Date: Wednesday 15th July, 2026

Time: 7:30-8:30pm

Venue: online only

Zoom link:  https://aut.zoom.us/j/93784161537?pwd=TivWLljAKbnloEO1CpkwR6O4lrabbb.1

 

Abstract

‘Competition for the market’ occurs when a new technology, or a new player in a winner-takes-all game, appears to challenge the dominance of an existing firm or coalition of firms in the market for a good or service. It is distinct from competition within a market which is the subject of most elementary economics texts.
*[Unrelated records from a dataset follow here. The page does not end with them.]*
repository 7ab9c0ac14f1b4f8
use std::path::Path;

use base64::Engine;
use sha2::{Digest, Sha256};

use super::ImportError;

/// Compute SHA-256 content hash of the source file, base64-encoded.
pub fn compute_content_hash(path: &Path) -> Result<String, ImportError> {
    let content = std::fs::read(path)?;
    Ok(hash_bytes(&content))
}

pub fn hash_bytes(content: &[u8]) -> String {
    let hash = Sha256::digest(content);
    base64::engine::general_purpose::STANDARD.encode(hash)
}
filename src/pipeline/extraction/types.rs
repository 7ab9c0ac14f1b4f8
use std::path::Path;

use serde::{Deserialize, Serialize};

use super::ExtractionError;
use crate::pipeline::import::FileKind;

/// Text pulled out of one source file.
///
/// Extraction never fails outright: a library error leaves `text` empty and
/// records the reason in `failure`.
#[derive(Debug, Clone, Serialize, Deserialize, PartialEq)]
pub struct ExtractedText {
    pub kind: FileKind,
    pub text: String,
    pub failure: Option<String>,
}

impl ExtractedText {
    pub fn ok(kind: FileKind, text: String) -> Self {
        Self {
            kind,
            text,
            failure: None,
        }
    }

    pub fn failed(kind: FileKind, reason: impl Into<String>) -> Self {
        Self {
            kind,
            text: String::new(),
            failure: Some(reason.into()),
        }
    }

    pub fn is_failure(&self) -> bool {
        self.failure.is_some()
    }
}

/// PDF text extraction abstraction. One string per page, in page order.
pub trait PdfExtractor {
    fn extract_pages(&self, pdf_bytes: &[u8]) -> Result<Vec<String>, ExtractionError>;
}

/// OCR engine abstraction (allows mocking for tests).
/// Returns the raw recognised bytes; decoding is left to the caller.
pub trait OcrEngine {
    fn ocr_image(&self, image_path: &Path, lang: &str) -> Result<Vec<u8>, ExtractionError>;
}

/// Word-processor extraction: paragraph texts in document order.
pub trait DocxExtractor {
    fn extract_paragraphs(&self, docx_bytes: &[u8]) -> Result<Vec<String>, ExtractionError>;
}

/// Workbook extraction: every row of every worksheet, cells rendered as text.
pub trait SpreadsheetExtractor {
    fn extract_rows(&self, path: &Path) -> Result<Vec<Vec<String>>, ExtractionError>;
}

/// Main extraction trait used by the ingestion driver.
pub trait TextExtractor {
    fn extract(&self, path: &Path, kind: FileKind) -> ExtractedText;
}
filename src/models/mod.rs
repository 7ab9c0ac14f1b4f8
pub mod document;
pub mod enums;
pub mod filters;

pub use document::*;
pub use filters::*;
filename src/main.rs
use std::path::PathBuf;
use std::process::ExitCode;

use clap::{Parser, Subcommand, ValueEnum};
use serde::Serialize;

use legisdoc_lib::commands::{self, ingest::IngestRequest};
use legisdoc_lib::config::{self, Config};
use legisdoc_lib::models::enums::Dimension;
use legisdoc_lib::models::SearchFilters;

#[derive(Parser)]
#[command(name = "legisdoc")]
#[command(about = "Legislative document archive: ingest, search and report", long_about = None)]
#[command(version)]
struct Cli {
    #[command(subcommand)]
    command: Commands,

    /// SQLite database file
    #[arg(long, env = config::ENV_DATABASE, global = true)]
    database: Option<PathBuf>,
}

#[derive(Subcommand)]
enum Commands {
    /// Extract, parse and store every supported file in a directory
    Ingest {
        /// Directory to sweep (defaults to the configured input directory)
        directory: Option<PathBuf>,

        /// Parse files and print the records without storing them
        #[arg(long)]
        dry_run: bool,

        /// Skip files whose content is already stored
        #[arg(long)]
        skip_duplicates: bool,
    },

    /// Ranked full-text search
    Search {
        query: String,

        /// Restrict to a document type id
        #[arg(long = "type")]
        type_id: Option<i64>,

        /// Restrict to an organ id
        #[arg(long = "organ")]
        organ_id: Option<i64>,

        /// Restrict to a year
        #[arg(long)]
        year: Option<i32>,
    },

    /// Values available for search filters
    Filters,

    /// Document counts per type, organ or year
    Stats {
        /// Single dimension to count (all when omitted)
        #[arg(long, value_enum)]
        by: Option<DimensionArg>,
    },

    /// List every stored document
    List,

    /// Create or migrate the database
    Init,
}

#[derive(Clone, Copy, ValueEnum)]
enum DimensionArg {
    Type,
    Organ,
    Year,
}

impl From<DimensionArg> for Dimension {
    fn from(arg: DimensionArg) -> Self {
        match arg {
            DimensionArg::Type => Dimension::Type,
            DimensionArg::Organ => Dimension::Organ,
            DimensionArg::Year => Dimension::Year,
        }
    }
}

fn main() -> ExitCode {
    legisdoc_lib::init_tracing();
    let cli = Cli::parse();

    match run(cli) {
        Ok(()) => ExitCode::SUCCESS,
        Err(e) => {
            tracing::error!(error = %e, "Command failed");
            ExitCode::FAILURE
        }
    }
}

fn run(cli: Cli) -> Result<(), String> {
    let mut config = Config::from_env().map_err(|e| format!("Configuration error: {e}"))?;
    if let Some(database) = cli.database {
        config.database_path = database;
    }
    tracing::debug!(
        version = config::APP_VERSION,
        database = %config.database_path.display(),
        "Configuration loaded"
    );

    match cli.command {
        Commands::Ingest {
            directory,
            dry_run,
            skip_duplicates,
        } => {
            let report = commands::ingest::ingest_directory(
                &config,
                &IngestRequest {
                    directory,
                    dry_run,
                    skip_duplicates,
                },
            )?;
            print_json(&report)
        }
        Commands::Search {
            query,
            type_id,
            organ_id,
            year,
        } => {
            let filters = SearchFilters {
                type_id,
                organ_id,
                year,
            };
            print_json(&commands::search::search_documents(&config, &query, &filters)?)
        }
        Commands::Filters => print_json(&commands::search::list_filters(&config)?),
        Commands::Stats { by } => {
            print_json(&commands::report::document_counts(&config, by.map(Dimension::from))?)
        }
        Commands::List => print_json(&commands::report::list_documents(&config)?),
        Commands::Init => print_json(&commands::init_database(&config)?),
    }
}

fn print_json<T: Serialize>(value: &T) -> Result<(), String> {
    let json =
        serde_json::to_string_pretty(value).map_err(|e| format!("Serialization failed: {e}"))?;
    println!("{json}");
    Ok(())
}
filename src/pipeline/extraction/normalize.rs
/// Decode raw bytes permissively. Invalid UTF-8 sequences are dropped,
/// never replaced with a marker, and the result is then normalized.
pub fn normalize_bytes(raw: &[u8]) -> String {
    let mut decoded = String::with_capacity(raw.len());
    for chunk in raw.utf8_chunks() {
        decoded.push_str(chunk.valid());
    }
    normalize(&decoded)
}

/// Strip characters that break storage or full-text indexing: NUL, the
/// U+FFFD replacement marker, and control characters other than line
/// breaks and tabs. Total and idempotent.
pub fn normalize(text: &str) -> String {
    text.chars().filter(|c| keep(*c)).collect()
}

fn keep(c: char) -> bool {
    match c {
        '\n' | '\r' | '\t' => true,
        '\u{FFFD}' => false,
        c => !c.is_control(),
    }
}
In the case of electricity in New Zealand the competitive challenge comes from distributed renewables – solar, wind, geothermal and batteries – whose long-run marginal cost is below the prevailing market price, but whose entry to the market has been mostly foreclosed to date by an alliance between the incumbent gentailers and lines companies on one hand and the Government and regulatory agencies on the other.

 

The future market structure, and the level of retail electricity prices, will be determined by the extent to which the gentailers succeed or fail in trapping the new technologies within their prevailing high-price-high-profit market architecture. The seminar sketches the two possible outcomes and discusses whether a revival of the century-old model of electric power boards could facilitate genuine competition for the market in a decentralised industry.

 

About the speaker

Dr Geoff Bertram is a retired academic economist who has studied the electricity industry and its restructuring since the 1970s. He is currently Visiting Scholar in the History department at Victoria University of Wellington.